(Data records)
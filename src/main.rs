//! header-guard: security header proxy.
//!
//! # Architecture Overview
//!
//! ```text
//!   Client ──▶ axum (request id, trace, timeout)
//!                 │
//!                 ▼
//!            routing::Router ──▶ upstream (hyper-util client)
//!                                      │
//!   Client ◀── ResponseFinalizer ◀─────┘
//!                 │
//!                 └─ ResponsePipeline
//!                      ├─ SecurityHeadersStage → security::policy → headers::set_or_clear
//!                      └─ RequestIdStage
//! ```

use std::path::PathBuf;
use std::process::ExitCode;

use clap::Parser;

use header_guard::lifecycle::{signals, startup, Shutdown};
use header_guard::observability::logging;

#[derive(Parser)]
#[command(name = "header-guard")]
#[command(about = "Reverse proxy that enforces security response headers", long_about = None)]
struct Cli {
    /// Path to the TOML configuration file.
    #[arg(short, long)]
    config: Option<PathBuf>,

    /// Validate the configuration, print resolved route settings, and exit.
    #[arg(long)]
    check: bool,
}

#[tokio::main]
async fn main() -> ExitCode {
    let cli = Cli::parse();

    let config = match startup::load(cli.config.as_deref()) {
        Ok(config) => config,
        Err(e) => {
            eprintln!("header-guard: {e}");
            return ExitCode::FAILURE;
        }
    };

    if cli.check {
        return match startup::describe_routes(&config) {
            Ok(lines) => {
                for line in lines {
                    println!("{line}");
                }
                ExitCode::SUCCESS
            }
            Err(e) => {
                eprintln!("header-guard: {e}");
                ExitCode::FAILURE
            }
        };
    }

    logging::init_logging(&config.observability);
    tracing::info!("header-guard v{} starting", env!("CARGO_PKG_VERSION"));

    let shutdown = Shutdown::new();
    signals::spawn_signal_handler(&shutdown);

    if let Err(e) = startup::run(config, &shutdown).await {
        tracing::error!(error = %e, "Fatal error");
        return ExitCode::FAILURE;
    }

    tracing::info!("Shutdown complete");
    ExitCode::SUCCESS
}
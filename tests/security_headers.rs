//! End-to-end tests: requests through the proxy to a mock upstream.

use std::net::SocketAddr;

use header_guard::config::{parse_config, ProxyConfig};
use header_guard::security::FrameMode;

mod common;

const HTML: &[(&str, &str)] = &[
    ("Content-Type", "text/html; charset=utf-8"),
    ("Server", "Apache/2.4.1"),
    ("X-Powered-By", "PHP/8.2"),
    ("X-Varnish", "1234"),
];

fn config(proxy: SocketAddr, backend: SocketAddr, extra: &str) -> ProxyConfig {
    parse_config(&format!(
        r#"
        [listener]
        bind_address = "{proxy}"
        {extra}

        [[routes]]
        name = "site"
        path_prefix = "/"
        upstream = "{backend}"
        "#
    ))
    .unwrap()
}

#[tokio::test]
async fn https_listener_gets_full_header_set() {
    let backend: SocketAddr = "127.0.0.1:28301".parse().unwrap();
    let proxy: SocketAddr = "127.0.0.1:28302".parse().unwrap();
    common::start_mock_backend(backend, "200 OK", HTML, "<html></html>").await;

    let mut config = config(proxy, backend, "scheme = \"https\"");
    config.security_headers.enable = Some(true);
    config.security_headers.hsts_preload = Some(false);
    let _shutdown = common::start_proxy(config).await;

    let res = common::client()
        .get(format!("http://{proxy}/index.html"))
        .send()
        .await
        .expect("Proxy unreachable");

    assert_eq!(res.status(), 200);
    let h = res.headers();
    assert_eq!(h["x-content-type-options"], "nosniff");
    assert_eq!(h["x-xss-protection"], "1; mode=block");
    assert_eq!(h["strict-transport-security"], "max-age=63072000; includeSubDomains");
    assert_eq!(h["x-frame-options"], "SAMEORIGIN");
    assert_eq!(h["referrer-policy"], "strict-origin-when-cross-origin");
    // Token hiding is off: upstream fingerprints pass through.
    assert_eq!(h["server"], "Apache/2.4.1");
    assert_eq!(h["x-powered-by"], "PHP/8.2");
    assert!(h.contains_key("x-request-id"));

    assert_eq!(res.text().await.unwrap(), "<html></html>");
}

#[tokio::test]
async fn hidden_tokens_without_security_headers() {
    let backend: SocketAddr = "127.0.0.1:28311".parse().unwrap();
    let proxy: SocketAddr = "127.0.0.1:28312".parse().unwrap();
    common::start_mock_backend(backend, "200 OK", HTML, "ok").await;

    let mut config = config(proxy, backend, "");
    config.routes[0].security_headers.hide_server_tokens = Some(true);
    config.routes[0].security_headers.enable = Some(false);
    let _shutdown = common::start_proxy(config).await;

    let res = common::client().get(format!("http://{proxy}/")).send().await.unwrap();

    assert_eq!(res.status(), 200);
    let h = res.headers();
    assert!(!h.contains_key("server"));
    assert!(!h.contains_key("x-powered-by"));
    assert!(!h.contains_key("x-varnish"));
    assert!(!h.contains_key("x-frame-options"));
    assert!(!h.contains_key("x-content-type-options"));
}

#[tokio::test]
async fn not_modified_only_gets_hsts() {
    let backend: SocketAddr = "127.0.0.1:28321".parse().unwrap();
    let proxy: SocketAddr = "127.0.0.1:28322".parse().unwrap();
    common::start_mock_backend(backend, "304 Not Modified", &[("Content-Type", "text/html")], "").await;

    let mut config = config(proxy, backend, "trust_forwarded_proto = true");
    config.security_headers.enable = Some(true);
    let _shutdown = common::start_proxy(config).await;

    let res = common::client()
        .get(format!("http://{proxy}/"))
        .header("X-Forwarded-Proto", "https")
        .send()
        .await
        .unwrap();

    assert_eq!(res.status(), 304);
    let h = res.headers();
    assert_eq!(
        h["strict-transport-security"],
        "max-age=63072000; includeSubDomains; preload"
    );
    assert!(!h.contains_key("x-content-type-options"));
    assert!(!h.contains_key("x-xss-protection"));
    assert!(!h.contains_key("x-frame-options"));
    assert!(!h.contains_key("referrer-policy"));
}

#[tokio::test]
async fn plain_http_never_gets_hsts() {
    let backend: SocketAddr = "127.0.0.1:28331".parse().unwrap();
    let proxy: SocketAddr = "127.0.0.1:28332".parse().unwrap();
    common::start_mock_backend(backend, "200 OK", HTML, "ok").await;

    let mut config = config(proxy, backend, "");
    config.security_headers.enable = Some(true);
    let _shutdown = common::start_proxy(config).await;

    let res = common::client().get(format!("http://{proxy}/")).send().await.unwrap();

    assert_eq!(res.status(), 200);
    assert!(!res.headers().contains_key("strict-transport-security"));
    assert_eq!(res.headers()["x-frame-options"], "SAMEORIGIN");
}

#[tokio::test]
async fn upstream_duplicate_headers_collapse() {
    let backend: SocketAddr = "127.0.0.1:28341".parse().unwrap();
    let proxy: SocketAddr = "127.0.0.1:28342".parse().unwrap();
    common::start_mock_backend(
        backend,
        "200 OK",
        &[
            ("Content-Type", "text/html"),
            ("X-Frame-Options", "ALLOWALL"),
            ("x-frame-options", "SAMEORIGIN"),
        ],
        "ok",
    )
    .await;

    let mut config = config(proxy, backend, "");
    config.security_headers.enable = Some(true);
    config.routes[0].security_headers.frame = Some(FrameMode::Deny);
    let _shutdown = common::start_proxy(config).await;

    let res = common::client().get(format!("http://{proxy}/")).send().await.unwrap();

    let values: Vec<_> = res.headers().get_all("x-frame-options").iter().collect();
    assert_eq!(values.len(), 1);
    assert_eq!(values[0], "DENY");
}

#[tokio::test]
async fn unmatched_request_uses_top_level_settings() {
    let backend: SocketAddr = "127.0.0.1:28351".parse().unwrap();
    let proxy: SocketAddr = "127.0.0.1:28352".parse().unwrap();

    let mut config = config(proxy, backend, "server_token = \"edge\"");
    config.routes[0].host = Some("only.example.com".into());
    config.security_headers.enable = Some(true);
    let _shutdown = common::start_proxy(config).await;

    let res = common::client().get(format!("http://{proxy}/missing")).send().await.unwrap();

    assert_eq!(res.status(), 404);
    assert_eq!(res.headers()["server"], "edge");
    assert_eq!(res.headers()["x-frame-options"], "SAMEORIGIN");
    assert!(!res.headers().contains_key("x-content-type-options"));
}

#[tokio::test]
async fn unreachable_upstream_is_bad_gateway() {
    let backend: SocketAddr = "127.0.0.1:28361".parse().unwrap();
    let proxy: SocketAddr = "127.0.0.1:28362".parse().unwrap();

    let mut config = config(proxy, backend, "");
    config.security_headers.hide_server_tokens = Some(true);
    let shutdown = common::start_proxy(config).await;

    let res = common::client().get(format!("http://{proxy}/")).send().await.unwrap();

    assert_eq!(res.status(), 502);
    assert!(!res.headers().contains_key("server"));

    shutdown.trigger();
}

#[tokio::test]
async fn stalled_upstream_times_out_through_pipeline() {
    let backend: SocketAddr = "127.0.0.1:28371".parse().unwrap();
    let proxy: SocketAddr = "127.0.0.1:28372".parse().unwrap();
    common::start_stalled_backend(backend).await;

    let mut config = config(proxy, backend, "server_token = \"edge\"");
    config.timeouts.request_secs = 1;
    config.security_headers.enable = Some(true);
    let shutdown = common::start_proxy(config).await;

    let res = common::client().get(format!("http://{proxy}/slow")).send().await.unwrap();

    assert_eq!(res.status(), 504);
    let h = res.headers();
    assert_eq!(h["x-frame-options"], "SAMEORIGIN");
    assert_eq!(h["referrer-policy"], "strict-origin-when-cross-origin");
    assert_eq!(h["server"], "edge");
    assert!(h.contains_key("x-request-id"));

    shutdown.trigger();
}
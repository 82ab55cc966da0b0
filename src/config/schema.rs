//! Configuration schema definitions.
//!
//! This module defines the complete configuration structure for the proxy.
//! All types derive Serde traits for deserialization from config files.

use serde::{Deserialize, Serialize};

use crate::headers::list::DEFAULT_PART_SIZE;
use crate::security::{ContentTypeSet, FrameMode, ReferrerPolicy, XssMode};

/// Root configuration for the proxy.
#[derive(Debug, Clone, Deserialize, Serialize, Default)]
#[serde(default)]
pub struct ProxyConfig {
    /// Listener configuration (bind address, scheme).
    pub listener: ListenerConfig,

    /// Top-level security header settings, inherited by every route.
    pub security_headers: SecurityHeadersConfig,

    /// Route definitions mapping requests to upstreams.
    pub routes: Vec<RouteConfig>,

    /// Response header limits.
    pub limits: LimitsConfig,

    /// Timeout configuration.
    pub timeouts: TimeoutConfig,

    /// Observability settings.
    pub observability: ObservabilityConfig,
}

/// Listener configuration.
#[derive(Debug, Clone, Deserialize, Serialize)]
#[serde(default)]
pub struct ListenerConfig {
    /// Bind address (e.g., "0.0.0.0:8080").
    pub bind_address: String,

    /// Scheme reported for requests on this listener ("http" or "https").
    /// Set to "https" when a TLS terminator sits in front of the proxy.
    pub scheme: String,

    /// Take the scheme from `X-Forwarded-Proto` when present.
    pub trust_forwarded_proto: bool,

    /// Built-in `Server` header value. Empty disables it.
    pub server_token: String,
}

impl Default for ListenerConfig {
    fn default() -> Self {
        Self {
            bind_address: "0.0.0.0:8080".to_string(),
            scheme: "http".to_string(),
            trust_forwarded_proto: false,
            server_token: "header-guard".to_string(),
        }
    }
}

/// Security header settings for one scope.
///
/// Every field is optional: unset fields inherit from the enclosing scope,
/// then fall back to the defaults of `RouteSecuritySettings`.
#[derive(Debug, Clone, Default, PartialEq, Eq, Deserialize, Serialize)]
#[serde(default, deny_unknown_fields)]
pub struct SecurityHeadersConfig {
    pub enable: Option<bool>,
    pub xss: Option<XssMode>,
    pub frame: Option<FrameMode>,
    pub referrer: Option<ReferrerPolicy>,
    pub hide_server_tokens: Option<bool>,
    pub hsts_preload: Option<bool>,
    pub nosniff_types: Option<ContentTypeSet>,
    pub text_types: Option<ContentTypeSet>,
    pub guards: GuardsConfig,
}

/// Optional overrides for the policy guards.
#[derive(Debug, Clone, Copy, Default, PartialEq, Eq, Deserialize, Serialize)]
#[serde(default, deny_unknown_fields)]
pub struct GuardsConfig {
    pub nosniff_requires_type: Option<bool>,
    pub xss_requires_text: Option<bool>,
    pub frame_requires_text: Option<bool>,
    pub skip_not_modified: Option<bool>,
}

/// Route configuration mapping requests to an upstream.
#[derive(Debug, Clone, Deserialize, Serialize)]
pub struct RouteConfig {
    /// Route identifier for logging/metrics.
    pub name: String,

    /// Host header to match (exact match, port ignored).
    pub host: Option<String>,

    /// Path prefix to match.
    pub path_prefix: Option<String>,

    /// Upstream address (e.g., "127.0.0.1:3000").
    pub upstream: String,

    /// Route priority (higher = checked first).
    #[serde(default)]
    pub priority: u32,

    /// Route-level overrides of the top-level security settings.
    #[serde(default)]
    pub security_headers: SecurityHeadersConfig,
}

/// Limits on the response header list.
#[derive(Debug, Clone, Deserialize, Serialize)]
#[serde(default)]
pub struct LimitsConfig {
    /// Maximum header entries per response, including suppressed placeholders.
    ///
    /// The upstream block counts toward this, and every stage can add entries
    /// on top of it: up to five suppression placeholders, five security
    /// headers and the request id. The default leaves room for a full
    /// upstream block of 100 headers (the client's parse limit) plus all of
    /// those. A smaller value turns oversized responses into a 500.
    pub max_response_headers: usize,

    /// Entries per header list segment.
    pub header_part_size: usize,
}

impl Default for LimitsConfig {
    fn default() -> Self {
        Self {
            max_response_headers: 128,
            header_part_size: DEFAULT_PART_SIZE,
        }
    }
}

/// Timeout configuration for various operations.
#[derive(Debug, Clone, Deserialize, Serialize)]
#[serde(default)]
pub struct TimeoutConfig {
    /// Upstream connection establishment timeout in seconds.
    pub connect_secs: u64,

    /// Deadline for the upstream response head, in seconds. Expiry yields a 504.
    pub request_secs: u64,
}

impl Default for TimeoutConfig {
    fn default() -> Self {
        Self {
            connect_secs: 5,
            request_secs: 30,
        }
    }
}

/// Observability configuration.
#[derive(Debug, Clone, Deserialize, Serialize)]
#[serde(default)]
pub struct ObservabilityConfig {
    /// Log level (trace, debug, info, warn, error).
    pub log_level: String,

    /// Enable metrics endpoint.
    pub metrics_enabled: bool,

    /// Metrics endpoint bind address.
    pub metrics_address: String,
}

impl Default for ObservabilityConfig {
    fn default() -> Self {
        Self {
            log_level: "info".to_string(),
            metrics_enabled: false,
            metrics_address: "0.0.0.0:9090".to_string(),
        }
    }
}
(End Data records)
> **What to work on**
Exactly the lines above from the one with "config.timeouts.request_secs = 1;" to the one with "filename src/config/schema.rs", both included, are to be quoted; leave the rest out.

> **Exercise output**
    config.timeouts.request_secs = 1;
    config.security_headers.enable = Some(true);
    let shutdown = common::start_proxy(config).await;

    let res = common::client().get(format!("http://{proxy}/slow")).send().await.unwrap();

    assert_eq!(res.status(), 504);
    let h = res.headers();
    assert_eq!(h["x-frame-options"], "SAMEORIGIN");
    assert_eq!(h["referrer-policy"], "strict-origin-when-cross-origin");
    assert_eq!(h["server"], "edge");
    assert!(h.contains_key("x-request-id"));

    shutdown.trigger();
}
repository 82ab55cc966da0b0
filename src/config/schema.rs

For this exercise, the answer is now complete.